Sounds like you already know the answer and just want confirmation. Also, I was told by the LBS that you shouldn't pull a trailer with a carbon frame. I ended up buying a back up bike because of this. The stresses from the trailer and the constant lateral motions of the trailer can cause frame failure is what I was told.


----------



## paulrad9 (Sep 25, 2005)

adauphin said:


> Both on a full carbon roadbike, casual riding, occasional sprints, pulling light trailer


Yeah, but do you sprint with the trailer?


----------



## nony (Oct 26, 2008)

I just had two 105 10-speed shifters fail on me. Both on the left shifter. There seems to be a bad batch of them going around. That alone would make me consider Ultegra over 105 if I had to choose a group again. Otherwise, I've been happy with 105. Going on my 3rd shifter and crossing my fingers.


----------



## terbennett (Apr 1, 2006)

nony said:


> I just had two 105 10-speed shifters fail on me. Both on the left shifter. There seems to be a bad batch of them going around. That alone would make me consider Ultegra over 105 if I had to choose a group again. Otherwise, I've been happy with 105. Going on my 3rd shifter and crossing my fingers.
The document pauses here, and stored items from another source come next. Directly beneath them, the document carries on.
//! Typed reference walker
//!
//! Identifiers of nodes and capacities are embedded in strings as tagged
//! references (`@value.<nodeId>`, `node-formula:<id>`, `@table.<id>`, ...)
//! or stored bare inside known fields (`nodeIds` of condition actions,
//! lookup selectors of table metadata). Every reference is parsed into a
//! [`Reference`] of a closed [`RefKind`] and resolved through the run's
//! identifier maps. Unmapped identifiers are external and get the suffix
//! policy applied.

use regex::{Captures, Regex};
use serde::Serialize;
use serde_json::Value;
use std::collections::{BTreeMap, BTreeSet};
use std::sync::LazyLock;

use crate::suffix::SuffixPolicy;
use treebranch_types::prelude::*;

pub const SHARED_REF_PREFIX: &str = "shared-ref-";

#[allow(clippy::expect_used)]
static REFERENCE_RE: LazyLock<Regex> = LazyLock::new(|| {
	Regex::new(concat!(
		r"(@value\.node-formula:|@value\.node-condition:|@value\.condition:|@value\.node-table:",
		r"|@value\.|@table\.|node-formula:|node-condition:|node-table:|condition:)",
		r"([A-Za-z0-9_-]+)",
	))
	.expect("reference pattern is valid")
});

/// Keys whose string values hold bare (untagged) references
const BARE_KEYS: [&str; 3] = ["nodeIds", "nodeId", "ref"];

#[derive(Debug, Clone, Copy, PartialEq, Eq, Hash, PartialOrd, Ord, Serialize)]
#[serde(rename_all = "camelCase")]
pub enum RefKind {
	Node,
	SharedRef,
	Formula,
	Condition,
	Table,
}

/// The textual tag a reference was written with
#[derive(Debug, Clone, Copy, PartialEq, Eq)]
pub enum RefPrefix {
	Value,
	ValueFormula,
	ValueNodeCondition,
	ValueCondition,
	ValueTable,
	Table,
	Formula,
	NodeCondition,
	Condition,
	NodeTable,
	/// No tag, a plain node id
	Bare,
}

impl RefPrefix {
	/// Tagged prefixes, longest first
	const TAGGED: [RefPrefix; 10] = [
		RefPrefix::ValueFormula,
		RefPrefix::ValueNodeCondition,
		RefPrefix::ValueCondition,
		RefPrefix::ValueTable,
		RefPrefix::Value,
		RefPrefix::Table,
		RefPrefix::Formula,
		RefPrefix::NodeCondition,
		RefPrefix::NodeTable,
		RefPrefix::Condition,
	];

	pub fn as_str(self) -> &'static str {
		match self {
			RefPrefix::Value => "@value.",
			RefPrefix::ValueFormula => "@value.node-formula:",
			RefPrefix::ValueNodeCondition => "@value.node-condition:",
			RefPrefix::ValueCondition => "@value.condition:",
			RefPrefix::ValueTable => "@value.node-table:",
			RefPrefix::Table => "@table.",
			RefPrefix::Formula => "node-formula:",
			RefPrefix::NodeCondition => "node-condition:",
			RefPrefix::Condition => "condition:",
			RefPrefix::NodeTable => "node-table:",
			RefPrefix::Bare => "",
		}
	}

	fn from_tag(tag: &str) -> Option<Self> {
		Self::TAGGED.into_iter().find(|p| p.as_str() == tag)
	}

	fn kind(self) -> RefKind {
		match self {
			RefPrefix::Value | RefPrefix::Bare => RefKind::Node,
			RefPrefix::ValueFormula | RefPrefix::Formula => RefKind::Formula,
			RefPrefix::ValueNodeCondition
			| RefPrefix::ValueCondition
			| RefPrefix::NodeCondition
			| RefPrefix::Condition => RefKind::Condition,
			RefPrefix::ValueTable | RefPrefix::Table | RefPrefix::NodeTable => RefKind::Table,
		}
	}
}

fn is_id(s: &str) -> bool {
	!s.is_empty() && s.bytes().all(|b| b.is_ascii_alphanumeric() || b == b'_' || b == b'-')
}

#[derive(Debug, Clone, PartialEq, Eq)]
pub struct Reference {
	pub prefix: RefPrefix,
	pub kind: RefKind,
	pub id: String,
}

impl Reference {
	pub fn new(prefix: RefPrefix, id: impl Into<String>) -> Self {
		let id = id.into();
		let kind = match prefix.kind() {
			RefKind::Node if id.starts_with(SHARED_REF_PREFIX) => RefKind::SharedRef,
			kind => kind,
		};
		Self { prefix, kind, id }
	}

	/// Parses a whole string as one reference, tagged or bare
	pub fn parse_bare(s: &str) -> Option<Self> {
		for prefix in RefPrefix::TAGGED {
			if let Some(id) = s.strip_prefix(prefix.as_str()) {
				return is_id(id).then(|| Self::new(prefix, id));
			}
		}
		is_id(s).then(|| Self::new(RefPrefix::Bare, s))
	}

	/// All tagged references embedded in a string
	pub fn find_all(text: &str) -> Vec<Self> {
		REFERENCE_RE
			.captures_iter(text)
			.filter_map(|caps| {
				let prefix = RefPrefix::from_tag(caps.get(1)?.as_str())?;
				Some(Self::new(prefix, caps.get(2)?.as_str()))
			})
			.collect()
	}

	pub fn render(&self, id: &str) -> String {
		format!("{}{}", self.prefix.as_str(), id)
	}
}

/// Old to new identifier maps of one run, per entity class
#[derive(Debug, Clone, Default, Serialize)]
#[serde(rename_all = "camelCase")]
pub struct IdMaps {
	pub nodes: BTreeMap<String, String>,
	pub formulas: BTreeMap<String, String>,
	pub conditions: BTreeMap<String, String>,
	pub tables: BTreeMap<String, String>,
	pub variables: BTreeMap<String, String>,
}

impl IdMaps {
	pub fn for_kind(&self, kind: RefKind) -> &BTreeMap<String, String> {
		match kind {
			RefKind::Node | RefKind::SharedRef => &self.nodes,
			RefKind::Formula => &self.formulas,
			RefKind::Condition => &self.conditions,
			RefKind::Table => &self.tables,
		}
	}
}

/// Rewrites references through the identifier maps
///
/// Identifiers not found in the maps are derived with the suffix policy and
/// remembered as external, so they can be checked once the run is over.
#[derive(Debug)]
pub struct Rewriter<'a> {
	maps: &'a IdMaps,
	policy: &'a SuffixPolicy,
	preserve_shared: bool,
	external: BTreeSet<(RefKind, String)>,
}

impl<'a> Rewriter<'a> {
	pub fn new(maps: &'a IdMaps, policy: &'a SuffixPolicy, preserve_shared: bool) -> Self {
		Self { maps, policy, preserve_shared, external: BTreeSet::new() }
	}

	pub fn resolve(&mut self, kind: RefKind, id: &str) -> String {
		if let Some(mapped) = self.maps.for_kind(kind).get(id) {
			return mapped.clone();
		}
		if kind == RefKind::SharedRef && self.preserve_shared {
			return id.to_string();
		}
		let derived = self.policy.derive(id);
		self.external.insert((kind, derived.clone()));
		derived
	}

	/// Maps through the identifier maps only, unmapped ids stay as they are
	pub fn map_or_keep(&self, kind: RefKind, id: &str) -> String {
		self.maps.for_kind(kind).get(id).cloned().unwrap_or_else(|| id.to_string())
	}

	pub fn rewrite_reference(&mut self, reference: &Reference) -> String {
		let id = self.resolve(reference.kind, &reference.id);
		reference.render(&id)
	}

	/// Rewrites every tagged reference embedded in a string
	pub fn rewrite_str(&mut self, text: &str) -> String {
		if is_json_text(text) {
			return self.rewrite_json_text(text);
		}
		self.rewrite_embedded(text)
	}

	fn rewrite_embedded(&mut self, text: &str) -> String {
		REFERENCE_RE
			.replace_all(text, |caps: &Captures| {
				let (Some(tag), Some(id)) = (caps.get(1), caps.get(2)) else {
					return caps[0].to_string();
				};
				match RefPrefix::from_tag(tag.as_str()) {
					Some(prefix) => self.rewrite_reference(&Reference::new(prefix, id.as_str())),
					None => caps[0].to_string(),
				}
			})
			.into_owned()
	}

	/// Rewrites a string holding serialized JSON, unparseable text is left unchanged
	pub fn rewrite_json_text(&mut self, text: &str) -> String {
		let value = match serde_json::from_str::<Value>(text) {
			Ok(value) => value,
			Err(err) => {
				warn!(error = %err, "embedded JSON text not parseable, references left unchanged");
				return text.to_string();
			}
		};
		let rewritten = self.rewrite_value(&value);
		serde_json::to_string(&rewritten).unwrap_or_else(|err| {
			warn!(error = %err, "rewritten JSON text not serializable, left unchanged");
			text.to_string()
		})
	}

	/// A string holding exactly one reference; a plain id is a node reference
	pub fn rewrite_bare(&mut self, text: &str) -> String {
		match Reference::parse_bare(text) {
			Some(reference) => self.rewrite_reference(&reference),
			None => self.rewrite_str(text),
		}
	}

	/// Free-form JSON: every string leaf
	pub fn rewrite_value(&mut self, value: &Value) -> Value {
		match value {
			Value::String(s) => Value::String(self.rewrite_str(s)),
			Value::Array(items) => Value::Array(items.iter().map(|v| self.rewrite_value(v)).collect()),
			Value::Object(map) => {
				Value::Object(map.iter().map(|(k, v)| (k.clone(), self.rewrite_value(v))).collect())
			}
			other => other.clone(),
		}
	}

	/// Formula token list
	pub fn rewrite_tokens(&mut self, tokens: &[Value]) -> Vec<Value> {
		tokens
			.iter()
			.map(|token| match token {
				Value::Object(map) => Value::Object(
					map.iter()
						.map(|(k, v)| {
							let v = match v {
								Value::String(s) if BARE_KEYS.contains(&k.as_str()) => {
									Value::String(self.rewrite_bare(s))
								}
								other => self.rewrite_value(other),
							};
							(k.clone(), v)
						})
						.collect(),
				),
				other => self.rewrite_value(other),
			})
			.collect()
	}

	/// Condition set: nested branches whose actions list bare node ids
	pub fn rewrite_condition_set(&mut self, value: &Value) -> Value {
		match value {
			Value::Object(map) => Value::Object(
				map.iter()
					.map(|(k, v)| {
						let v = if BARE_KEYS.contains(&k.as_str()) {
							self.rewrite_bare_field(v)
						} else {
							self.rewrite_condition_set(v)
						};
						(k.clone(), v)
					})
					.collect(),
			),
			Value::Array(items) => {
				Value::Array(items.iter().map(|v| self.rewrite_condition_set(v)).collect())
			}
			Value::String(s) => Value::String(self.rewrite_str(s)),
			other => other.clone(),
		}
	}

	fn rewrite_bare_field(&mut self, value: &Value) -> Value {
		match value {
			Value::String(s) => Value::String(self.rewrite_bare(s)),
			Value::Array(items) => Value::Array(
				items
					.iter()
					.map(|item| match item {
						Value::String(s) => Value::String(self.rewrite_bare(s)),
						other => self.rewrite_condition_set(other),
					})
					.collect(),
			),
			other => self.rewrite_condition_set(other),
		}
	}

	/// Table lookup metadata
	pub fn rewrite_table_meta(&mut self, meta: &Value) -> Value {
		let mut out = self.rewrite_value(meta);
		let Some(lookup) = meta.get("lookup") else {
			return out;
		};

		for pointer in [
			"/selectors/columnFieldId",
			"/selectors/rowFieldId",
			"/rowSourceOption/sourceField",
			"/columnSourceOption/sourceField",
		] {
			if let Some(Value::String(id)) = lookup.pointer(pointer) {
				let rewritten = self.rewrite_bare(id);
				if let Some(slot) = out.pointer_mut(&format!("/lookup{}", pointer)) {
					*slot = Value::String(rewritten);
				}
			}
		}

		for key in ["comparisonColumn", "displayColumn", "displayRow"] {
			let Some(original) = lookup.get(key) else { continue };
			let renamed = match original {
				Value::String(name) => Value::String(self.policy.column_name(name)),
				Value::Array(names) => Value::Array(
					names
						.iter()
						.map(|n| match n {
							Value::String(name) => Value::String(self.policy.column_name(name)),
							other => other.clone(),
						})
						.collect(),
				),
				other => other.clone(),
			};
			if let Some(slot) = out.pointer_mut(&format!("/lookup/{}", key)) {
				*slot = renamed;
			}
		}
		out
	}

	/// Variable source: `node-formula:<id>`, `condition:<id>`, `@table.<id>` or a node id
	pub fn rewrite_source_ref(&mut self, source_ref: &str) -> String {
		if source_ref.starts_with(SHARED_REF_PREFIX) {
			return source_ref.to_string();
		}
		self.rewrite_bare(source_ref)
	}

	pub fn into_external(self) -> BTreeSet<(RefKind, String)> {
		self.external
	}
}

fn is_json_text(text: &str) -> bool {
	let text = text.trim();
	(text.starts_with('{') && text.ends_with('}')) || (text.starts_with('[') && text.ends_with(']'))
}

/// Node ids referenced from a rewritten expression, in first-seen order
pub fn referenced_node_ids(value: &Value) -> Vec<String> {
	let mut refs = Vec::new();
	collect_references(value, false, &mut refs);
	let mut seen = BTreeSet::new();
	refs.into_iter()
		.filter(|r| matches!(r.kind, RefKind::Node | RefKind::SharedRef))
		.filter_map(|r| seen.insert(r.id.clone()).then_some(r.id))
		.collect()
}

fn collect_references(value: &Value, bare: bool, out: &mut Vec<Reference>) {
	match value {
		Value::String(s) if bare => out.extend(Reference::parse_bare(s)),
		Value::String(s) => out.extend(Reference::find_all(s)),
		Value::Array(items) => items.iter().for_each(|v| collect_references(v, bare, out)),
		Value::Object(map) => {
			for (k, v) in map {
				collect_references(v, BARE_KEYS.contains(&k.as_str()), out);
			}
		}
		_ => {}
	}
}


// vim: ts=4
This is really like saying because Shimano Ultegra 6500 9 speed shifters had a high failure rate that it would be enough for me to move to 105 or Dura Ace. Many people had no issues with the 6500s. I use 105 on my commuter bike and it has been flawless for the last 12,000 miles.


----------



## ukbloke (Sep 1, 2007)

terbennett said:


> This is really like saying because Shimano Ultegra 6500 9 speed shifters had a high failure rate that it would be enough for me to move to 105 or Dura Ace. Many people had no issues with the 6500s. I use 105 on my commuter bike and it has been flawless for the last 12,000 miles.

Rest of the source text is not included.